◆ TASK TO CARRY OUT:
Show all lines below holding the string "ToolResponsePart".

◆ Stored items:
[Start of Attachment]
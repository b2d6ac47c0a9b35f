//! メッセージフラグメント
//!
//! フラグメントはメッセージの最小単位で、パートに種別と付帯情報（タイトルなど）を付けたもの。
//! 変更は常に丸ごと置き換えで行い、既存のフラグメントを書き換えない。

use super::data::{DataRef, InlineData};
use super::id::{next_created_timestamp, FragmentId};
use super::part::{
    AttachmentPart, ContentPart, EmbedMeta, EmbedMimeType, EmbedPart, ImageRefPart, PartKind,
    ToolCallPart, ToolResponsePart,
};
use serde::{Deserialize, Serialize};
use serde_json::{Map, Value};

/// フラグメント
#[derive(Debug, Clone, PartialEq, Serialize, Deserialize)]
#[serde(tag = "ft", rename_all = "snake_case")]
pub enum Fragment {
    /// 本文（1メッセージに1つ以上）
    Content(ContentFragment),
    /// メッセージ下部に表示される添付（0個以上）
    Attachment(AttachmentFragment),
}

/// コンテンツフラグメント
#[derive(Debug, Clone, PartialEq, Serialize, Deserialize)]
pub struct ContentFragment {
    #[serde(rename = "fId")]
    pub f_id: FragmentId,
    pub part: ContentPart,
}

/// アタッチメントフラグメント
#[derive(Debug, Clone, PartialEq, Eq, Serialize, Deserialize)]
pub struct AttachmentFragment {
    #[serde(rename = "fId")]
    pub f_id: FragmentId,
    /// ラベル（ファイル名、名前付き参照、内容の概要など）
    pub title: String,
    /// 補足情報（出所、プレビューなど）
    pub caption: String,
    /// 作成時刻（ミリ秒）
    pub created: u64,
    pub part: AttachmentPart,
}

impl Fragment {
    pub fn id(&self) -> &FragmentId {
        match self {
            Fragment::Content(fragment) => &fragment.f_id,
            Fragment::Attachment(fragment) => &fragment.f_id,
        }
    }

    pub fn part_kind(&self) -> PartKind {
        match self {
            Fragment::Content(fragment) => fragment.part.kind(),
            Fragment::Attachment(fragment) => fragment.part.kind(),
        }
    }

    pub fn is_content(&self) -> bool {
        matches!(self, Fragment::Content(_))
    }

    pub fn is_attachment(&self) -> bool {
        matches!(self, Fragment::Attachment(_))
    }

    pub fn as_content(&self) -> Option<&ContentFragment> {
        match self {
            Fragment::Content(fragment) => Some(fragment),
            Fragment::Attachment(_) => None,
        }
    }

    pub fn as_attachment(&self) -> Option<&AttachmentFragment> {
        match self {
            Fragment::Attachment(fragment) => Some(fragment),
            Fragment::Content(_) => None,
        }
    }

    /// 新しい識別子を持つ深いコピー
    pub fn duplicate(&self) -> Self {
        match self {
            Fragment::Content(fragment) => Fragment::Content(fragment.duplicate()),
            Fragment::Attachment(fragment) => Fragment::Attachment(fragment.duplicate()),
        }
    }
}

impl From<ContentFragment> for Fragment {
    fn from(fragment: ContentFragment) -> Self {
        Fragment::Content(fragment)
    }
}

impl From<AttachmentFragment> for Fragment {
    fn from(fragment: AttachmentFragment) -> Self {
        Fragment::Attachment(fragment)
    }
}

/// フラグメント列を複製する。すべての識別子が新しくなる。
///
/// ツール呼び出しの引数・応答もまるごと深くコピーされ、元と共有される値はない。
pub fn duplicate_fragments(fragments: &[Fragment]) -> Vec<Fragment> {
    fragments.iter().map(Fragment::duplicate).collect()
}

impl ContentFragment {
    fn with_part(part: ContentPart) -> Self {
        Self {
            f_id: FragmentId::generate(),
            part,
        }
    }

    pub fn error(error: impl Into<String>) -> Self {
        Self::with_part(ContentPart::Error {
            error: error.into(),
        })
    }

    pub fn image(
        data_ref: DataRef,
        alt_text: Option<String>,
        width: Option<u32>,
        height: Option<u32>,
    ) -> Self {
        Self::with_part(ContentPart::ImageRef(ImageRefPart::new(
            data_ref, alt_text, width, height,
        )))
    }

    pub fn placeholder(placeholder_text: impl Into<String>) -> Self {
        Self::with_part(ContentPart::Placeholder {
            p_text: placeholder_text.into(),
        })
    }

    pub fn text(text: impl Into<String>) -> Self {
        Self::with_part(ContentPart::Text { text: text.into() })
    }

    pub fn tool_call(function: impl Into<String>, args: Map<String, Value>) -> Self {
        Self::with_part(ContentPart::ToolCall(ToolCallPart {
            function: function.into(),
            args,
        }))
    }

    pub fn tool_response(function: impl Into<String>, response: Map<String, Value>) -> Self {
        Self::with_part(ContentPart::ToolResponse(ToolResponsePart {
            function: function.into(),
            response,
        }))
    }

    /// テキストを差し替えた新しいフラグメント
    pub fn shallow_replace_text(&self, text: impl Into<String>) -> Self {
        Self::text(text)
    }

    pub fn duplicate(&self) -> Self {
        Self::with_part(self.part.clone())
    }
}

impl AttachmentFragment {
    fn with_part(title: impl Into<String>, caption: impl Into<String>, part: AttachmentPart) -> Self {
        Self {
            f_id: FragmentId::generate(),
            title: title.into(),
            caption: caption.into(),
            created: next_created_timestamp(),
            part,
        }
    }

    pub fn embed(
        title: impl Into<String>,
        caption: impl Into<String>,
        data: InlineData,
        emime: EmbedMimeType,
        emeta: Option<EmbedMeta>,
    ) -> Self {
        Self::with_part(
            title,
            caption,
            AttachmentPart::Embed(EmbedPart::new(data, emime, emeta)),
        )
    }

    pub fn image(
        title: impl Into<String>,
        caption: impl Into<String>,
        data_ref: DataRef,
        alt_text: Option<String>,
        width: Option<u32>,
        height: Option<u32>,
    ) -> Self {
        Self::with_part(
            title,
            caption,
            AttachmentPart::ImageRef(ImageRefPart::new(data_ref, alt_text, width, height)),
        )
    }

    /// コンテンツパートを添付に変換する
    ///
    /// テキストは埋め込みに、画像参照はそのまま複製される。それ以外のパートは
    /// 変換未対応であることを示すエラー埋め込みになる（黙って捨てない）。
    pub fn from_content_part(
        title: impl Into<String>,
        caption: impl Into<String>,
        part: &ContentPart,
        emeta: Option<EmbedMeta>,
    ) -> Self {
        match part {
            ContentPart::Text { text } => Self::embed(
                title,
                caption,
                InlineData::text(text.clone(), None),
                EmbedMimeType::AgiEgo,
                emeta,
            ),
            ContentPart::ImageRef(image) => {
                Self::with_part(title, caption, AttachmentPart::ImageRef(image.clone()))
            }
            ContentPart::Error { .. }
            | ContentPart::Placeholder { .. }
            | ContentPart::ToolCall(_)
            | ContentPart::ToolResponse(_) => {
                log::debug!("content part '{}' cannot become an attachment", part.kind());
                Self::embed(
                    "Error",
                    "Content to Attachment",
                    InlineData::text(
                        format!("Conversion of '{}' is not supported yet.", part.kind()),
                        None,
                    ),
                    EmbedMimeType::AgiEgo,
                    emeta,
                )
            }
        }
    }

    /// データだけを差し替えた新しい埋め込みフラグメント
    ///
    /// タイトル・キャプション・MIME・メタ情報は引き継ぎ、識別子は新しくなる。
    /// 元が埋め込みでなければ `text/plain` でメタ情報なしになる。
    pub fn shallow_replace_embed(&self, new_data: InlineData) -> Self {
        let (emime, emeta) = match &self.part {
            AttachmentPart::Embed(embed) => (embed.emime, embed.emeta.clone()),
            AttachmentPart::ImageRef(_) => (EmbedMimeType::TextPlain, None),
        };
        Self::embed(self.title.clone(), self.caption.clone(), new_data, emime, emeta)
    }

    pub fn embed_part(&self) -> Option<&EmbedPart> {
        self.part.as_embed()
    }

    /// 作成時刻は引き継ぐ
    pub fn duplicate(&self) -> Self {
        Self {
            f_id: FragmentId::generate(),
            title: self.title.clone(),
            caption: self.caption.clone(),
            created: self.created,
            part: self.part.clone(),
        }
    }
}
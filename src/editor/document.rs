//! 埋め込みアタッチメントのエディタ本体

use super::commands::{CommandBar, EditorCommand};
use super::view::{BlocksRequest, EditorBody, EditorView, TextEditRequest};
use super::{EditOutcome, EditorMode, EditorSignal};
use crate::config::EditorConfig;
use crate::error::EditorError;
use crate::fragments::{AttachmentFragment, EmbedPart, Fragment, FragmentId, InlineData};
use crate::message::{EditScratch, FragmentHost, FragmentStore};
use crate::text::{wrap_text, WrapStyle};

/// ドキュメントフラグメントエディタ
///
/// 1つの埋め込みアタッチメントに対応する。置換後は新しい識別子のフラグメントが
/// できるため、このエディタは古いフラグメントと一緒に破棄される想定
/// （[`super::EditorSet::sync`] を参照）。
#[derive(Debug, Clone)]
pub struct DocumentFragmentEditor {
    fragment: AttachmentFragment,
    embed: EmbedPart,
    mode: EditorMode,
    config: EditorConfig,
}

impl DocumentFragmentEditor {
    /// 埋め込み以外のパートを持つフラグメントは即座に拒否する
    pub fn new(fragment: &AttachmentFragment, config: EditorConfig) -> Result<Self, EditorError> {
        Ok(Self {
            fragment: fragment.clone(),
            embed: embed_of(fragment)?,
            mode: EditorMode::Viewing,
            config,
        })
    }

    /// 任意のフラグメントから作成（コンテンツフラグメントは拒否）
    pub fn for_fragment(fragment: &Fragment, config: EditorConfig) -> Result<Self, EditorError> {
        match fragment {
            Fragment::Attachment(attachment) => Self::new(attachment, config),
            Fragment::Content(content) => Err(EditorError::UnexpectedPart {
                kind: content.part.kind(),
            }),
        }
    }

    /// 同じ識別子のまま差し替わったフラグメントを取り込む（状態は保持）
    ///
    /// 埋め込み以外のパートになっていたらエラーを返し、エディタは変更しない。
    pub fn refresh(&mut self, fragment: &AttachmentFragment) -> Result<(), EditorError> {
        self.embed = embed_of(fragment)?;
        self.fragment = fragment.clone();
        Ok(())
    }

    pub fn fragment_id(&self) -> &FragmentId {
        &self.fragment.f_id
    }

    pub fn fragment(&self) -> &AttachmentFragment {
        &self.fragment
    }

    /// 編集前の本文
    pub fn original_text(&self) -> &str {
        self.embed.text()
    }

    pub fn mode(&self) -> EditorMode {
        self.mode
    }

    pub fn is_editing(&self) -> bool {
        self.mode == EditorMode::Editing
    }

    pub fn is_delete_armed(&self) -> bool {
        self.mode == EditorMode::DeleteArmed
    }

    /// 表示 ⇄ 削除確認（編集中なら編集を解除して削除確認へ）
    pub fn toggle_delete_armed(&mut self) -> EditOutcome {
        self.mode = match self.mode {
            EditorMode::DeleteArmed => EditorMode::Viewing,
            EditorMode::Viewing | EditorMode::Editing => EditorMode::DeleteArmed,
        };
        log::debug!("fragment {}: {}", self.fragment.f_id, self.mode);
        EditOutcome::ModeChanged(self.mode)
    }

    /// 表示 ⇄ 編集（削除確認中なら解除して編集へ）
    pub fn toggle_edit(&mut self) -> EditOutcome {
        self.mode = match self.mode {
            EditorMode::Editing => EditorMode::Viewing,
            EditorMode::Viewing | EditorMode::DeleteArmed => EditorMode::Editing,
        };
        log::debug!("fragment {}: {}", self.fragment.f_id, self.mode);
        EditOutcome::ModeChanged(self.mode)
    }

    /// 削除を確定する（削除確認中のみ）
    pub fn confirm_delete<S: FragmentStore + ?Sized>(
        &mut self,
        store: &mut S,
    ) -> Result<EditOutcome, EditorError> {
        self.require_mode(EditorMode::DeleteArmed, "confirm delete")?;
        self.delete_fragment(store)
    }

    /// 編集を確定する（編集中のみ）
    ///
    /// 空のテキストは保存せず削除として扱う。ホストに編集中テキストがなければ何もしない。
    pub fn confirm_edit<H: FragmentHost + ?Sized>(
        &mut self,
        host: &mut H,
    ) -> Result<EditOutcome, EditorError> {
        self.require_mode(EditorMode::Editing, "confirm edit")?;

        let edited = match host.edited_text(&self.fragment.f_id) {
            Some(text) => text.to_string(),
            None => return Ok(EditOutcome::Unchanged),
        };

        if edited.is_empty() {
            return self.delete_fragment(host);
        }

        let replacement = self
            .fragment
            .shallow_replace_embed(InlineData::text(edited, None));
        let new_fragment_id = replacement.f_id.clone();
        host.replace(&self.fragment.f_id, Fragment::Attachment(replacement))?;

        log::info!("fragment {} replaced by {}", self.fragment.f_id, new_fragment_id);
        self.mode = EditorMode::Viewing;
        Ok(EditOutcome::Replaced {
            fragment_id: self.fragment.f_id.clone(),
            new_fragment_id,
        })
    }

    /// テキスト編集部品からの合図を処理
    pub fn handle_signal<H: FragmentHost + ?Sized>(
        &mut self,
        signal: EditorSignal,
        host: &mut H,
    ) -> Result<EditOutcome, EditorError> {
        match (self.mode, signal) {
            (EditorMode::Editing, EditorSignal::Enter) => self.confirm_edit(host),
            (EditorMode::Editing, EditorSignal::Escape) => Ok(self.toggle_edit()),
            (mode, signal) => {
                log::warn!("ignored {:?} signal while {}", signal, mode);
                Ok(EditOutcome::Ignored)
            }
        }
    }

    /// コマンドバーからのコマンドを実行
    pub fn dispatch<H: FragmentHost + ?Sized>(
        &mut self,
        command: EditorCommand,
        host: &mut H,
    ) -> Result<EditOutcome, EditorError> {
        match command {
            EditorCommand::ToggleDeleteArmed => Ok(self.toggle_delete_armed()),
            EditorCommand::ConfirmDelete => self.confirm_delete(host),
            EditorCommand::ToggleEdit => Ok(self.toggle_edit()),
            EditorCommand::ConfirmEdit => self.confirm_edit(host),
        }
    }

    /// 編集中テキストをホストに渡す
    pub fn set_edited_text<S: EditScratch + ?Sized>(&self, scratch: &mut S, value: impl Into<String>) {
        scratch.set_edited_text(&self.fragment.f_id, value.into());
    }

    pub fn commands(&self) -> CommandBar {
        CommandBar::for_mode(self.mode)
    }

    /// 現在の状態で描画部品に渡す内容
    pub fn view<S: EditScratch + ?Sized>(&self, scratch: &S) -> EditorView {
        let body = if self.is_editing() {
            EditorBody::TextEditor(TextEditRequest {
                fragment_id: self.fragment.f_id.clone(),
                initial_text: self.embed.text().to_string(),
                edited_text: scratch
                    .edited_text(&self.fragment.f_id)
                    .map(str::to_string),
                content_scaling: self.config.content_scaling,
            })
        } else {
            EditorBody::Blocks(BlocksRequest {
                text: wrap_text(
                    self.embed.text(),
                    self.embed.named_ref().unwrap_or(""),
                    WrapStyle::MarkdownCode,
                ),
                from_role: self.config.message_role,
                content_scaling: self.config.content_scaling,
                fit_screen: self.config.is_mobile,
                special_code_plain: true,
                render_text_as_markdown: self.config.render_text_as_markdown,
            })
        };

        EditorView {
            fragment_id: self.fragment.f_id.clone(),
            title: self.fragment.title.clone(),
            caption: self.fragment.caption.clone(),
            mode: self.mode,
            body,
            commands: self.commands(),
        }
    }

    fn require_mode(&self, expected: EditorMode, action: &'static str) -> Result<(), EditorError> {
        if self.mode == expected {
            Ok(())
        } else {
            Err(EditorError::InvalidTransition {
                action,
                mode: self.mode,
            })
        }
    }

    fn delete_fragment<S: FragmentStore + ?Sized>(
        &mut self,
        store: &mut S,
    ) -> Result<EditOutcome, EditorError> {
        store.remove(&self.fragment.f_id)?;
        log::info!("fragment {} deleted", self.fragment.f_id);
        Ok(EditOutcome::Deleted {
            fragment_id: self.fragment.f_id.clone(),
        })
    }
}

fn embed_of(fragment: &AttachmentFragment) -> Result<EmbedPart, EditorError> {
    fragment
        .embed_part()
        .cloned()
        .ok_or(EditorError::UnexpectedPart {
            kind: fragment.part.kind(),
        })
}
[End of Attachment]
◆ EXERCISE RESULT:
    ToolCallPart, ToolResponsePart,
        Self::with_part(ContentPart::ToolResponse(ToolResponsePart {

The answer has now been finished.